A ação dos ativistas quer chamar a atenção para a cadeia de produção do
ferro gusa, matéria-prima do aço, que tem deixado um rastro de
destruição na Amazônia, denuncia a organização ambientalista.
Simultaneamente ao protesto, a ong lançou o relatório "Carvoaria
Amazônia: como a indústria de aço e ferro gusa está destruindo a
floresta com a participação de governo", que coletou informações ao
longo de dois anos sobre a atividade no Norte do Brasil.
Carvão: a raiz do problema
O estudo do Greenpeace afirma que a cadeia de produção do ferro na
região amazônica do país inclui desmatamento, trabalho escravo e
desrespeito a povos indígenas. E ainda: gigantes como Ford, General
Motors, Nissan, Mercedes, BMW e a produtora de equipamentos agrícolas
John Deere teriam participação indireta nessas irregularidades. Cerca de
80% de todo o ferro gusa ligado à devastação da região são exportados
para os Estados Unidos para abastecer essas marcas.
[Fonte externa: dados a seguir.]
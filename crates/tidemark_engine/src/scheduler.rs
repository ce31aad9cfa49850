//! Contract between the engines and a background-work scheduler.
//!
//! The scheduler itself lives outside this crate. It decides cadence and
//! connectivity gating; the engines only describe the work they want run
//! through [`WorkRequest`]s with stable unique names, so enqueueing the same
//! request twice never produces two parallel jobs.

use crate::error::{SyncError, SyncResult};
use crate::runner::SyncJob;
use parking_lot::Mutex;
use std::collections::BTreeMap;
use std::sync::atomic::{AtomicBool, Ordering};
use std::time::Duration;

const NAME_PREFIX: &str = "tidemark";

/// Kind of scheduled work.
#[derive(Debug, Clone, Copy, PartialEq, Eq, Hash)]
pub enum WorkKind {
    /// Pull on a cadence.
    PeriodicPull,
    /// Pull once, now.
    OnDemandPull,
    /// Push on a cadence.
    PeriodicPush,
    /// Push once, now.
    OnDemandPush,
}

impl WorkKind {
    fn name_part(self) -> &'static str {
        match self {
            WorkKind::PeriodicPull => "pull.periodic",
            WorkKind::OnDemandPull => "pull.now",
            WorkKind::PeriodicPush => "push.periodic",
            WorkKind::OnDemandPush => "push.now",
        }
    }

    /// Returns true for the periodic kinds.
    pub fn is_periodic(self) -> bool {
        matches!(self, WorkKind::PeriodicPull | WorkKind::PeriodicPush)
    }
}

/// What to do when work with the same unique name is already enqueued.
#[derive(Debug, Clone, Copy, PartialEq, Eq)]
pub enum ExistingWorkPolicy {
    /// Cancel the existing work and enqueue the new request.
    Replace,
    /// Keep the existing instance but adopt the new parameters.
    Update,
    /// Leave the existing work alone and drop the new request.
    Keep,
}

/// A unit of background work, identified by its unique name.
#[derive(Debug, Clone, PartialEq, Eq)]
pub struct WorkRequest {
    /// Stable unique name, e.g. `tidemark.pull.periodic.events`.
    pub name: String,
    /// Kind of work.
    pub kind: WorkKind,
    /// Collection the work applies to.
    pub collection: String,
    /// Policy on a name clash.
    pub policy: ExistingWorkPolicy,
    /// Run only while the network is reachable.
    pub requires_network: bool,
    /// Cadence of periodic work.
    pub interval: Option<Duration>,
}

impl WorkRequest {
    fn build(kind: WorkKind, collection: &str, interval: Option<Duration>) -> Self {
        let policy = if kind.is_periodic() {
            ExistingWorkPolicy::Update
        } else {
            ExistingWorkPolicy::Replace
        };
        Self {
            name: format!("{NAME_PREFIX}.{}.{collection}", kind.name_part()),
            kind,
            collection: collection.to_string(),
            policy,
            requires_network: true,
            interval,
        }
    }

    /// Periodic pull of a collection.
    pub fn periodic_pull(collection: &str, interval: Duration) -> Self {
        Self::build(WorkKind::PeriodicPull, collection, Some(interval))
    }

    /// One-off pull of a collection.
    pub fn pull_now(collection: &str) -> Self {
        Self::build(WorkKind::OnDemandPull, collection, None)
    }

    /// Periodic push of a collection.
    pub fn periodic_push(collection: &str, interval: Duration) -> Self {
        Self::build(WorkKind::PeriodicPush, collection, Some(interval))
    }

    /// One-off push of a collection.
    pub fn push_now(collection: &str) -> Self {
        Self::build(WorkKind::OnDemandPush, collection, None)
    }

    /// Overrides the clash policy.
    pub fn with_policy(mut self, policy: ExistingWorkPolicy) -> Self {
        self.policy = policy;
        self
    }

    /// Sets whether the work waits for connectivity.
    pub fn with_requires_network(mut self, requires_network: bool) -> Self {
        self.requires_network = requires_network;
        self
    }

    /// The job the runner executes for this request.
    pub fn job(&self) -> SyncJob {
        match self.kind {
            WorkKind::PeriodicPull | WorkKind::OnDemandPull => SyncJob::Pull {
                collection: self.collection.clone(),
            },
            WorkKind::PeriodicPush | WorkKind::OnDemandPush => SyncJob::Push {
                collection: self.collection.clone(),
            },
        }
    }

    fn validate(&self) -> SyncResult<()> {
        if self.collection.trim().is_empty() {
            return Err(SyncError::InvalidConfig(format!(
                "work request {} has no collection",
                self.name
            )));
        }
        if self.kind.is_periodic() && self.interval.map_or(true, |i| i.is_zero()) {
            return Err(SyncError::InvalidConfig(format!(
                "periodic work request {} needs a non-zero interval",
                self.name
            )));
        }
        Ok(())
    }
}

/// What an enqueue did.
#[derive(Debug, Clone, Copy, PartialEq, Eq)]
pub enum Enqueued {
    /// No work had this name; the request was scheduled.
    Scheduled,
    /// Existing work was cancelled and replaced.
    Replaced,
    /// Existing work took over the new parameters.
    Updated,
    /// Existing work was kept; the request was dropped.
    Kept,
}

/// Idempotent enqueueing of background sync work.
pub trait SyncScheduler: Send + Sync {
    /// Enqueues a request under its unique name.
    fn enqueue(&self, request: WorkRequest) -> SyncResult<Enqueued>;

    /// Cancels work by unique name. Returns false if none was enqueued.
    fn cancel(&self, name: &str) -> bool;
}

/// Work held by a [`MemoryScheduler`].
#[derive(Debug, Clone, PartialEq, Eq)]
pub struct ScheduledWork {
    /// The current request.
    pub request: WorkRequest,
    /// Bumped whenever the work is replaced rather than updated.
    pub generation: u64,
}

/// An in-memory [`SyncScheduler`] with unique-name semantics.
#[derive(Debug)]
pub struct MemoryScheduler {
    work: Mutex<BTreeMap<String, ScheduledWork>>,
    network: AtomicBool,
}

impl Default for MemoryScheduler {
    fn default() -> Self {
        Self::new()
    }
}

impl MemoryScheduler {
    /// Creates an empty scheduler with the network reachable.
    pub fn new() -> Self {
        Self {
            work: Mutex::new(BTreeMap::new()),
            network: AtomicBool::new(true),
        }
    }

    /// Sets network reachability.
    pub fn set_network(&self, available: bool) {
        self.network.store(available, Ordering::SeqCst);
    }

    /// Returns the work enqueued under `name`.
    pub fn get(&self, name: &str) -> Option<ScheduledWork> {
        self.work.lock().get(name).cloned()
    }

    /// Number of distinct enqueued names.
    pub fn len(&self) -> usize {
        self.work.lock().len()
    }

    /// Returns true if nothing is enqueued.
    pub fn is_empty(&self) -> bool {
        self.work.lock().is_empty()
    }

    /// Requests whose constraints are met right now, ordered by name.
    pub fn runnable(&self) -> Vec<WorkRequest> {
        let network = self.network.load(Ordering::SeqCst);
        self.work
            .lock()
            .values()
            .filter(|work| network || !work.request.requires_network)
            .map(|work| work.request.clone())
            .collect()
    }

    /// Marks one-off work as done. Periodic work stays enqueued.
    pub fn complete(&self, name: &str) {
        let mut work = self.work.lock();
        if work
            .get(name)
            .is_some_and(|entry| !entry.request.kind.is_periodic())
        {
            work.remove(name);
        }
    }
}

impl SyncScheduler for MemoryScheduler {
    fn enqueue(&self, request: WorkRequest) -> SyncResult<Enqueued> {
        request.validate()?;
        let mut work = self.work.lock();
        let Some(existing) = work.get_mut(&request.name) else {
            work.insert(
                request.name.clone(),
                ScheduledWork {
                    request,
                    generation: 0,
                },
            );
            return Ok(Enqueued::Scheduled);
        };
        Ok(match request.policy {
            ExistingWorkPolicy::Keep => Enqueued::Kept,
            ExistingWorkPolicy::Update => {
                existing.request = request;
                Enqueued::Updated
            }
            ExistingWorkPolicy::Replace => {
                existing.request = request;
                existing.generation += 1;
                Enqueued::Replaced
            }
        })
    }

    fn cancel(&self, name: &str) -> bool {
        self.work.lock().remove(name).is_some()
    }
}
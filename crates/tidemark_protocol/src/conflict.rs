//! Deterministic conflict resolution between a local and a remote copy.

use crate::record::{Stamp, SyncRecord};

/// Outcome of comparing two stamps.
#[derive(Debug, Clone, Copy, PartialEq, Eq)]
pub enum Verdict {
    /// The local copy is newer.
    LocalWins,
    /// The remote copy is newer.
    RemoteWins,
    /// Same version and same `updated_at`, to the nanosecond.
    Tie,
}

/// Which side's content a resolution kept.
#[derive(Debug, Clone, Copy, PartialEq, Eq)]
pub enum Side {
    /// Local content was kept.
    Local,
    /// Remote content was adopted.
    Remote,
}

/// Resolves `(local, remote)` pairs of the same entity into one winner.
///
/// The result depends only on both versions, both `updated_at` values and
/// the local dirty flag. There are no side effects.
///
/// # Rules
///
/// - the higher `version` wins
/// - on equal versions the strictly newer `updated_at` wins
/// - on an exact tie a dirty local copy wins, otherwise the remote does
/// - whatever wins, `created_at` becomes the earlier of the two and
///   `updated_at` the later of the two
pub struct ConflictResolver;

impl ConflictResolver {
    /// Compares two stamps with the version-then-timestamp rule.
    pub fn compare(local: Stamp, remote: Stamp) -> Verdict {
        if remote.version != local.version {
            return if remote.version > local.version {
                Verdict::RemoteWins
            } else {
                Verdict::LocalWins
            };
        }
        match remote.updated_at.cmp(&local.updated_at) {
            std::cmp::Ordering::Greater => Verdict::RemoteWins,
            std::cmp::Ordering::Less => Verdict::LocalWins,
            std::cmp::Ordering::Equal => Verdict::Tie,
        }
    }

    /// Returns true if the remote copy should replace the local one.
    ///
    /// This is the bare comparison used by the push conflict check; ties
    /// go to the local side there, since a dirty row is being pushed.
    pub fn remote_wins(local: Stamp, remote: Stamp) -> bool {
        Self::compare(local, remote) == Verdict::RemoteWins
    }

    /// Resolves a pair into the record that should be stored.
    ///
    /// Returns `None` only when both sides are absent.
    pub fn resolve(local: Option<SyncRecord>, remote: Option<SyncRecord>) -> Option<SyncRecord> {
        Self::resolve_with_winner(local, remote).map(|(_, record)| record)
    }

    /// Like [`ConflictResolver::resolve`], also reporting whose content won.
    pub fn resolve_with_winner(
        local: Option<SyncRecord>,
        remote: Option<SyncRecord>,
    ) -> Option<(Side, SyncRecord)> {
        match (local, remote) {
            (None, None) => None,
            (Some(local), None) => Some((Side::Local, local)),
            (None, Some(mut remote)) => {
                remote.is_dirty = false;
                Some((Side::Remote, remote))
            }
            (Some(local), Some(remote)) => Some(Self::merge(local, remote)),
        }
    }

    /// Resolves two present copies, reporting whose content won.
    pub fn merge(local: SyncRecord, remote: SyncRecord) -> (Side, SyncRecord) {
        let created_at = local.created_at.min(remote.created_at);
        let updated_at = local.updated_at.max(remote.updated_at);
        let id = if local.id.trim().is_empty() {
            remote.id.clone()
        } else {
            local.id.clone()
        };

        let side = match Self::compare(local.stamp(), remote.stamp()) {
            Verdict::RemoteWins => Side::Remote,
            Verdict::LocalWins => Side::Local,
            Verdict::Tie if local.is_dirty => Side::Local,
            Verdict::Tie => Side::Remote,
        };

        let mut winner = match side {
            Side::Local => local,
            Side::Remote => {
                let mut remote = remote;
                remote.is_dirty = false;
                remote
            }
        };
        winner.id = id;
        winner.created_at = created_at;
        winner.updated_at = updated_at;
        (side, winner)
    }
}
//! Configuration for the sync engine.

use crate::error::{SyncError, SyncResult};
use std::time::Duration;

const HOUR: Duration = Duration::from_secs(3600);

/// Default poisoning guard: cursors more than this far in the future are reset.
pub const GUARD_WINDOW: Duration = Duration::from_secs(5 * 3600);
/// Default overlap after a failure, a long offline spell, or a cursor reset.
pub const EXTENDED_OVERLAP: Duration = Duration::from_secs(12 * 3600);
/// Default overlap for a healthy, recent cursor.
pub const NORMAL_OVERLAP: Duration = Duration::from_secs(10 * 60);
/// Default offline threshold after which the extended overlap applies.
pub const OFFLINE_THRESHOLD: Duration = Duration::from_secs(6 * 3600);
/// Default rows per pull page.
pub const PAGE_SIZE: usize = 500;
/// Default page cap per pull run.
pub const MAX_PAGES: usize = 50;
/// Default dirty rows per push run.
pub const PUSH_MAX_BATCH: usize = 500;
/// Default dependents per cascade-delete page, under the remote batch limit.
pub const CASCADE_PAGE_SIZE: usize = 450;
/// Default retention for clean tombstones before hard purge.
pub const TOMBSTONE_RETENTION: Duration = Duration::from_secs(30 * 24 * 3600);

/// Configuration for sync operations.
#[derive(Debug, Clone)]
pub struct SyncConfig {
    /// Cursors beyond `now + guard_window` are treated as poisoned.
    pub guard_window: Duration,
    /// Overlap used on retries, without a recorded success, or after the
    /// offline threshold.
    pub extended_overlap: Duration,
    /// Overlap used for a healthy cursor.
    pub normal_overlap: Duration,
    /// Time since the last success after which the extended overlap applies.
    pub offline_threshold: Duration,
    /// Rows per pull page.
    pub pull_page_size: usize,
    /// Maximum pages fetched by one pull run.
    pub pull_max_pages: usize,
    /// Maximum dirty rows considered by one push run.
    pub push_batch_size: usize,
    /// Dependents deleted per cascade page.
    pub cascade_page_size: usize,
    /// Retention for clean tombstones.
    pub tombstone_retention: Duration,
    /// Tombstones hard-deleted per purge page.
    pub purge_page_size: usize,
    /// Retry configuration for [`crate::SyncRunner::run_with_retry`].
    pub retry: RetryConfig,
}

impl SyncConfig {
    /// Creates a configuration with the default windows and sizes.
    pub fn new() -> Self {
        Self {
            guard_window: GUARD_WINDOW,
            extended_overlap: EXTENDED_OVERLAP,
            normal_overlap: NORMAL_OVERLAP,
            offline_threshold: OFFLINE_THRESHOLD,
            pull_page_size: PAGE_SIZE,
            pull_max_pages: MAX_PAGES,
            push_batch_size: PUSH_MAX_BATCH,
            cascade_page_size: CASCADE_PAGE_SIZE,
            tombstone_retention: TOMBSTONE_RETENTION,
            purge_page_size: PAGE_SIZE,
            retry: RetryConfig::default(),
        }
    }

    /// Sets the pull page size.
    pub fn with_pull_page_size(mut self, size: usize) -> Self {
        self.pull_page_size = size;
        self
    }

    /// Sets the maximum pages per pull run.
    pub fn with_pull_max_pages(mut self, pages: usize) -> Self {
        self.pull_max_pages = pages;
        self
    }

    /// Sets the push batch size.
    pub fn with_push_batch_size(mut self, size: usize) -> Self {
        self.push_batch_size = size;
        self
    }

    /// Sets the cascade page size.
    pub fn with_cascade_page_size(mut self, size: usize) -> Self {
        self.cascade_page_size = size;
        self
    }

    /// Sets the poisoning guard, in hours.
    pub fn with_guard_hours(mut self, hours: u32) -> Self {
        self.guard_window = HOUR * hours;
        self
    }

    /// Sets both overlap windows.
    pub fn with_overlaps(mut self, normal: Duration, extended: Duration) -> Self {
        self.normal_overlap = normal;
        self.extended_overlap = extended;
        self
    }

    /// Sets the offline threshold.
    pub fn with_offline_threshold(mut self, threshold: Duration) -> Self {
        self.offline_threshold = threshold;
        self
    }

    /// Sets the tombstone retention.
    pub fn with_tombstone_retention(mut self, retention: Duration) -> Self {
        self.tombstone_retention = retention;
        self
    }

    /// Sets the purge page size.
    pub fn with_purge_page_size(mut self, size: usize) -> Self {
        self.purge_page_size = size;
        self
    }

    /// Sets the retry configuration.
    pub fn with_retry(mut self, retry: RetryConfig) -> Self {
        self.retry = retry;
        self
    }

    /// Checks that the sizes and windows are usable.
    pub fn validate(&self) -> SyncResult<()> {
        if self.pull_page_size == 0
            || self.push_batch_size == 0
            || self.cascade_page_size == 0
            || self.purge_page_size == 0
        {
            return Err(SyncError::InvalidConfig(
                "page and batch sizes must be non-zero".into(),
            ));
        }
        if self.pull_max_pages == 0 {
            return Err(SyncError::InvalidConfig(
                "pull_max_pages must be non-zero".into(),
            ));
        }
        if self.normal_overlap > self.extended_overlap {
            return Err(SyncError::InvalidConfig(
                "normal overlap must not exceed the extended overlap".into(),
            ));
        }
        if self.retry.max_attempts == 0 {
            return Err(SyncError::InvalidConfig(
                "retry.max_attempts must be at least 1".into(),
            ));
        }
        Ok(())
    }
}

impl Default for SyncConfig {
    fn default() -> Self {
        Self::new()
    }
}

/// Names the collections linked by a cascade delete.
#[derive(Debug, Clone, PartialEq, Eq)]
pub struct CascadeSpec {
    /// Collection holding the parent documents.
    pub parent_collection: String,
    /// Collection holding the dependent rows.
    pub dependent_collection: String,
    /// Field of a dependent row that stores the parent id.
    pub parent_field: String,
}

impl CascadeSpec {
    /// Creates a cascade spec.
    pub fn new(
        parent_collection: impl Into<String>,
        dependent_collection: impl Into<String>,
        parent_field: impl Into<String>,
    ) -> Self {
        Self {
            parent_collection: parent_collection.into(),
            dependent_collection: dependent_collection.into(),
            parent_field: parent_field.into(),
        }
    }
}

/// Configuration for retry behavior.
#[derive(Debug, Clone)]
pub struct RetryConfig {
    /// Maximum number of attempts, including the first.
    pub max_attempts: u32,
    /// Initial delay between retries.
    pub initial_delay: Duration,
    /// Maximum delay between retries.
    pub max_delay: Duration,
    /// Multiplier for exponential backoff.
    pub backoff_multiplier: f64,
    /// Whether to add jitter to delays.
    pub add_jitter: bool,
}

impl RetryConfig {
    /// Creates a new retry configuration.
    pub fn new(max_attempts: u32) -> Self {
        Self {
            max_attempts,
            initial_delay: Duration::from_secs(30),
            max_delay: Duration::from_secs(15 * 60),
            backoff_multiplier: 2.0,
            add_jitter: true,
        }
    }

    /// Creates a configuration with no retries.
    pub fn no_retry() -> Self {
        Self {
            max_attempts: 1,
            initial_delay: Duration::ZERO,
            max_delay: Duration::ZERO,
            backoff_multiplier: 1.0,
            add_jitter: false,
        }
    }

    /// Sets the initial delay.
    pub fn with_initial_delay(mut self, delay: Duration) -> Self {
        self.initial_delay = delay;
        self
    }

    /// Sets the maximum delay.
    pub fn with_max_delay(mut self, delay: Duration) -> Self {
        self.max_delay = delay;
        self
    }

    /// Sets the backoff multiplier.
    pub fn with_backoff_multiplier(mut self, multiplier: f64) -> Self {
        self.backoff_multiplier = multiplier;
        self
    }

    /// Disables jitter.
    pub fn without_jitter(mut self) -> Self {
        self.add_jitter = false;
        self
    }

    /// Calculates the delay for a given attempt (0-indexed).
    pub fn delay_for_attempt(&self, attempt: u32) -> Duration {
        if attempt == 0 {
            return Duration::ZERO;
        }

        let exponent = i32::try_from(attempt.saturating_sub(1)).unwrap_or(i32::MAX);
        let base_delay = self.initial_delay.as_secs_f64() * self.backoff_multiplier.powi(exponent);

        let delay_secs = base_delay.min(self.max_delay.as_secs_f64());

        if self.add_jitter {
            // Up to 25% jitter
            let jitter = delay_secs * 0.25 * rand_jitter();
            Duration::from_secs_f64(delay_secs + jitter)
        } else {
            Duration::from_secs_f64(delay_secs)
        }
    }
}

impl Default for RetryConfig {
    fn default() -> Self {
        Self::new(5)
    }
}

/// Cheap time-derived jitter in `[0, 1)`; no RNG dependency.
fn rand_jitter() -> f64 {
    use std::time::SystemTime;
    let nanos = SystemTime::now()
        .duration_since(SystemTime::UNIX_EPOCH)
        .unwrap_or_default()
        .subsec_nanos();
    f64::from(nanos % 1000) / 1000.0
}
A matéria-prima é extraída em Carajás, nos territórios do Pará,
Amazonas e Tocantins. A região se tornou um polo de produção de ferro a
partir da década de 1980 – de lá para cá mais de 40 altos-fornos se
instalaram no local, operados por 18 empresas guseiras. A demanda por
carvão para alimentar os altos-fornos deu origem a inúmeras carvoarias.
"O que sobrou de mata amazônica no Maranhão está dentro de áreas
protegidas ou são terras indígenas. E essas áreas têm sido invadidas por
madeireiros que buscam madeira para exportação e consumo interno e para
produção de carvão", acusa Adário. Dados oficiais mostram que 75% da
floresta original que cobria o estado já foram desmatados.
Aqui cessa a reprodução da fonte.